見出し画像

松井愛アナウンサー

「何かうれしいこと、あったの?」

スタジオに入るなり、言われました。

声の主は松井愛アナウンサー。

いつも通り、MBSラジオ「松井愛のすこ~し愛して♡」内の自分のコーナー「中西正男の芸能タックル」前にスタジオに入ったのですが、開口一番、言われました。

自分では全く意識はしていなかったのですが、ニヤけていたとのこと。マスク越しにもハッキリと分かるくらいに。

本当に、ニヤけていたのかどうかは今となっては分かりません。確かめようもありません。

ただ、何一つ絶対に見逃すことはない松井さんがニヤけていたというのだから、ニヤけていたのだと思います。

もしくは、仮にニヤけていなかったとしても、そこで「ニヤけていない」と否定すれば、かつての猪木寛至少年に地獄を見せた力道山のしごきのような空気感を番組内で味わうことになる。

どちらにしても、ニヤけていたことありきの未来が始まり、その続きは、今日の番組内でお話したような感じになりました。
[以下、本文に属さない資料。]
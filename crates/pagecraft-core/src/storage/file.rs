//! File-based storage implementation for native platforms.

use super::{BoxFuture, Storage, StorageError, StorageResult, decode_components, encode_components};
use crate::component::Component;
use std::fs;
use std::path::{Path, PathBuf};

/// File-based storage for native platforms.
///
/// Stores each design as a JSON file in a specified directory.
pub struct FileStorage {
    /// Base directory for design storage.
    base_path: PathBuf,
}

impl FileStorage {
    /// Create a new file storage with the given base directory.
    ///
    /// Creates the directory if it doesn't exist.
    pub fn new(base_path: PathBuf) -> StorageResult<Self> {
        if !base_path.exists() {
            fs::create_dir_all(&base_path).map_err(|e| {
                StorageError::Io(format!("Failed to create storage directory: {}", e))
            })?;
        }
        Ok(Self { base_path })
    }

    /// Create file storage in the default location.
    ///
    /// On Linux: `~/.local/share/pagecraft/designs/`
    /// On Windows: `%LOCALAPPDATA%\pagecraft\designs\`
    pub fn default_location() -> StorageResult<Self> {
        let base = dirs::data_local_dir()
            .or_else(dirs::home_dir)
            .ok_or_else(|| StorageError::Io("Could not determine home directory".to_string()))?;

        Self::new(base.join("pagecraft").join("designs"))
    }

    /// Get the file path for a key.
    fn design_path(&self, key: &str) -> PathBuf {
        // Keys become file names
        let safe_key: String = key
            .chars()
            .map(|c| if c.is_alphanumeric() || c == '-' || c == '_' { c } else { '_' })
            .collect();
        self.base_path.join(format!("{}.json", safe_key))
    }

    /// Get the base path.
    pub fn base_path(&self) -> &Path {
        &self.base_path
    }
}

impl Storage for FileStorage {
    fn save(&self, key: &str, components: &[Component]) -> BoxFuture<'_, StorageResult<()>> {
        let path = self.design_path(key);
        let json = encode_components(components);

        Box::pin(async move {
            fs::write(&path, json?).map_err(|e| {
                StorageError::Io(format!("Failed to write {}: {}", path.display(), e))
            })
        })
    }

    fn load(&self, key: &str) -> BoxFuture<'_, StorageResult<Vec<Component>>> {
        let path = self.design_path(key);
        let key = key.to_string();

        Box::pin(async move {
            if !path.exists() {
                return Err(StorageError::NotFound(key));
            }

            let json = fs::read_to_string(&path).map_err(|e| {
                StorageError::Io(format!("Failed to read {}: {}", path.display(), e))
            })?;

            decode_components(&json)
        })
    }

    fn delete(&self, key: &str) -> BoxFuture<'_, StorageResult<()>> {
        let path = self.design_path(key);

        Box::pin(async move {
            if path.exists() {
                fs::remove_file(&path).map_err(|e| {
                    StorageError::Io(format!("Failed to delete {}: {}", path.display(), e))
                })?;
            }
            Ok(())
        })
    }

    fn list(&self) -> BoxFuture<'_, StorageResult<Vec<String>>> {
        let base = self.base_path.clone();

        Box::pin(async move {
            if !base.exists() {
                return Ok(vec![]);
            }

            let entries = fs::read_dir(&base)
                .map_err(|e| StorageError::Io(format!("Failed to read directory: {}", e)))?;

            let keys = entries
                .flatten()
                .map(|entry| entry.path())
                .filter(|path| path.extension().is_some_and(|ext| ext == "json"))
                .filter_map(|path| path.file_stem().and_then(|s| s.to_str()).map(String::from))
                .collect();
            Ok(keys)
        })
    }

    fn exists(&self, key: &str) -> BoxFuture<'_, StorageResult<bool>> {
        let path = self.design_path(key);
        Box::pin(async move { Ok(path.exists()) })
    }
}
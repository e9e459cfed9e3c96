//! Linear undo/redo history over the component collection.
//!
//! Every entry carries enough to go both ways: `revert` rebuilds the state
//! before the mutation and `reapply` restores the snapshot taken after it.

use crate::component::{Component, ComponentId};
use serde::{Deserialize, Serialize};
use std::collections::VecDeque;

/// Maximum number of undo entries kept by default.
pub const DEFAULT_HISTORY_CAPACITY: usize = 50;

/// What kind of mutation an entry records.
#[derive(Debug, Clone, Copy, PartialEq, Eq, Hash, Serialize, Deserialize)]
#[serde(rename_all = "lowercase")]
pub enum HistoryKind {
    Add,
    Update,
    Delete,
    Clear,
    Import,
}

/// One component before and after an update.
#[derive(Debug, Clone, PartialEq)]
pub struct ComponentChange {
    pub previous: Component,
    pub current: Component,
}

impl ComponentChange {
    pub fn id(&self) -> ComponentId {
        self.current.id()
    }
}

/// A recorded mutation. `snapshot` is the collection right after it.
#[derive(Debug, Clone, PartialEq)]
pub enum HistoryEntry {
    Add {
        component: Component,
        snapshot: Vec<Component>,
    },
    /// One or more components changed in place, e.g. by a single alignment.
    Update {
        changes: Vec<ComponentChange>,
        snapshot: Vec<Component>,
    },
    Delete {
        component: Component,
        /// Position the component occupied, so undo restores z-order.
        index: usize,
        snapshot: Vec<Component>,
    },
    Clear {
        previous: Vec<Component>,
    },
    Import {
        previous: Vec<Component>,
        snapshot: Vec<Component>,
    },
}

impl HistoryEntry {
    pub fn kind(&self) -> HistoryKind {
        match self {
            HistoryEntry::Add { .. } => HistoryKind::Add,
            HistoryEntry::Update { .. } => HistoryKind::Update,
            HistoryEntry::Delete { .. } => HistoryKind::Delete,
            HistoryEntry::Clear { .. } => HistoryKind::Clear,
            HistoryEntry::Import { .. } => HistoryKind::Import,
        }
    }

    /// The affected component for single-component entries. Batched updates
    /// report their first component.
    pub fn component_id(&self) -> Option<ComponentId> {
        match self {
            HistoryEntry::Add { component, .. } | HistoryEntry::Delete { component, .. } => {
                Some(component.id())
            }
            HistoryEntry::Update { changes, .. } => changes.first().map(ComponentChange::id),
            HistoryEntry::Clear { .. } | HistoryEntry::Import { .. } => None,
        }
    }

    /// Collection state after the mutation.
    pub fn snapshot(&self) -> &[Component] {
        match self {
            HistoryEntry::Add { snapshot, .. }
            | HistoryEntry::Update { snapshot, .. }
            | HistoryEntry::Delete { snapshot, .. }
            | HistoryEntry::Import { snapshot, .. } => snapshot,
            HistoryEntry::Clear { .. } => &[],
        }
    }

    /// Undo this entry against the current collection.
    pub fn revert(&self, components: &mut Vec<Component>) {
        match self {
            HistoryEntry::Add { component, .. } => {
                components.retain(|c| c.id() != component.id());
            }
            HistoryEntry::Update { changes, .. } => {
                for change in changes {
                    if let Some(slot) = components.iter_mut().find(|c| c.id() == change.id()) {
                        *slot = change.previous.clone();
                    }
                }
            }
            HistoryEntry::Delete {
                component, index, ..
            } => {
                let index = (*index).min(components.len());
                components.insert(index, component.clone());
            }
            HistoryEntry::Clear { previous } | HistoryEntry::Import { previous, .. } => {
                components.clone_from(previous);
            }
        }
    }

    /// Redo this entry by restoring its snapshot.
    pub fn reapply(&self, components: &mut Vec<Component>) {
        components.clear();
        components.extend_from_slice(self.snapshot());
    }
}

/// Result of an undo or redo, for callers that react to what happened.
#[derive(Debug, Clone, Copy, PartialEq, Eq)]
pub struct HistoryStep {
    pub kind: HistoryKind,
    pub component_id: Option<ComponentId>,
}

impl From<&HistoryEntry> for HistoryStep {
    fn from(entry: &HistoryEntry) -> Self {
        Self {
            kind: entry.kind(),
            component_id: entry.component_id(),
        }
    }
}

/// Bounded undo stack plus redo stack.
///
/// The oldest undo entry is evicted once `capacity` is exceeded. Recording a
/// new entry always clears the redo stack.
#[derive(Debug, Clone)]
pub struct History {
    undo_stack: VecDeque<HistoryEntry>,
    redo_stack: Vec<HistoryEntry>,
    capacity: usize,
}

impl Default for History {
    fn default() -> Self {
        Self::new()
    }
}

impl History {
    pub fn new() -> Self {
        Self::with_capacity(DEFAULT_HISTORY_CAPACITY)
    }

    pub fn with_capacity(capacity: usize) -> Self {
        Self {
            undo_stack: VecDeque::with_capacity(capacity.saturating_add(1)),
            redo_stack: Vec::new(),
            capacity,
        }
    }

    pub fn capacity(&self) -> usize {
        self.capacity
    }

    pub fn record(&mut self, entry: HistoryEntry) {
        self.redo_stack.clear();
        self.undo_stack.push_back(entry);
        while self.undo_stack.len() > self.capacity {
            self.undo_stack.pop_front();
        }
    }

    /// Move the newest entry to the redo stack and return it for reverting.
    pub fn undo(&mut self) -> Option<&HistoryEntry> {
        let entry = self.undo_stack.pop_back()?;
        self.redo_stack.push(entry);
        self.redo_stack.last()
    }

    /// Move the newest undone entry back to the undo stack and return it for
    /// reapplying.
    pub fn redo(&mut self) -> Option<&HistoryEntry> {
        let entry = self.redo_stack.pop()?;
        self.undo_stack.push_back(entry);
        self.undo_stack.back()
    }

    /// The entry the next undo would revert.
    pub fn peek(&self) -> Option<&HistoryEntry> {
        self.undo_stack.back()
    }

    pub fn can_undo(&self) -> bool {
        !self.undo_stack.is_empty()
    }

    pub fn can_redo(&self) -> bool {
        !self.redo_stack.is_empty()
    }

    pub fn undo_count(&self) -> usize {
        self.undo_stack.len()
    }

    pub fn redo_count(&self) -> usize {
        self.redo_stack.len()
    }

    pub fn clear(&mut self) {
        self.undo_stack.clear();
        self.redo_stack.clear();
    }
}

#[cfg(test)]
mod tests {
    use super::*;
    use crate::component::ComponentKind;

    fn add_entry(components: &mut Vec<Component>) -> HistoryEntry {
        let component = Component::new(ComponentKind::Text);
        components.push(component.clone());
        HistoryEntry::Add {
            component,
            snapshot: components.clone(),
        }
    }

    #[test]
    fn test_capacity_evicts_oldest() {
        let mut components = Vec::new();
        let mut history = History::with_capacity(3);
        let entries: Vec<_> = (0..5).map(|_| add_entry(&mut components)).collect();
        for entry in &entries {
            history.record(entry.clone());
        }

        assert_eq!(history.undo_count(), 3);
        for expected in entries.iter().rev().take(3) {
            assert_eq!(history.undo(), Some(expected));
        }
        assert!(history.undo().is_none());
    }

    #[test]
    fn test_record_clears_redo() {
        let mut components = Vec::new();
        let mut history = History::new();
        history.record(add_entry(&mut components));
        history.record(add_entry(&mut components));

        history.undo();
        assert!(history.can_redo());

        history.record(add_entry(&mut components));
        assert!(!history.can_redo());
        assert!(history.redo().is_none());
    }

    #[test]
    fn test_undo_redo_move_between_stacks() {
        let mut components = Vec::new();
        let mut history = History::new();
        let entry = add_entry(&mut components);
        history.record(entry.clone());

        assert_eq!(history.undo(), Some(&entry));
        assert_eq!((history.undo_count(), history.redo_count()), (0, 1));
        assert_eq!(history.redo(), Some(&entry));
        assert_eq!((history.undo_count(), history.redo_count()), (1, 0));
        assert_eq!(history.peek(), Some(&entry));
    }

    #[test]
    fn test_delete_revert_restores_index() {
        let components: Vec<_> = (0..3).map(|_| Component::new(ComponentKind::Input)).collect();
        let mut after = components.clone();
        let removed = after.remove(1);
        let entry = HistoryEntry::Delete {
            component: removed,
            index: 1,
            snapshot: after.clone(),
        };

        let mut state = after;
        entry.revert(&mut state);
        assert_eq!(state, components);

        entry.reapply(&mut state);
        assert_eq!(state, entry.snapshot());
    }

    #[test]
    fn test_update_revert_restores_in_place() {
        let mut state: Vec<_> = (0..2).map(|_| Component::new(ComponentKind::Text)).collect();
        let before = state.clone();
        let previous = state[1].clone();
        state[1].x = 400.0;
        let entry = HistoryEntry::Update {
            changes: vec![ComponentChange {
                previous,
                current: state[1].clone(),
            }],
            snapshot: state.clone(),
        };

        assert_eq!(entry.kind(), HistoryKind::Update);
        assert_eq!(entry.component_id(), Some(state[1].id()));
        entry.revert(&mut state);
        assert_eq!(state, before);
    }

    #[test]
    fn test_clear_entry_round_trip() {
        let previous: Vec<_> = (0..2).map(|_| Component::new(ComponentKind::Title)).collect();
        let entry = HistoryEntry::Clear {
            previous: previous.clone(),
        };
        let mut state = Vec::new();

        entry.revert(&mut state);
        assert_eq!(state, previous);
        entry.reapply(&mut state);
        assert!(state.is_empty());
        assert_eq!(HistoryStep::from(&entry).component_id, None);
    }
}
松井さんの目は全てを見通します。先述したように見逃すことは絶対にありません。

誰かが会話の中で松井さんがかつて「今宮戎の福娘だった」と話そうものならば、堀口恭司選手のカーフキックより速く、強く「“ミス”福娘ね」という訂正が入ります。

おい!おい!おい!いいか!いいか!誰が何と言おうが、ミスなんじゃ!そこいらの福娘とは違うんじゃ!福娘の中の福娘、ミス福娘なんじゃ!オレは、オレは、オレは、ヒラの福娘だという発言を、絶対に認めん!

大仁田厚ばりの圧と熱を究極まで圧縮したエッセンスを一滴だけ垂らしながら「“ミス”ね」という念押しをする。

この眼力、スピード、ラッシュ力。類まれなるボクサーです。タイソンです。

ただ、圧倒的な眼力があるがゆえに、見なくてもいいものまで見てしまうところがあるのだと思います。

毎日、生放送のラジオをやる。

これはとても大変なことです。

様々な機能を積み込んだハイスペックスポーツカーの方が故障の確率が高いとも言われますが、その車体で日々長距離トラックのように走り続ける。この心労は大変なものだと思います。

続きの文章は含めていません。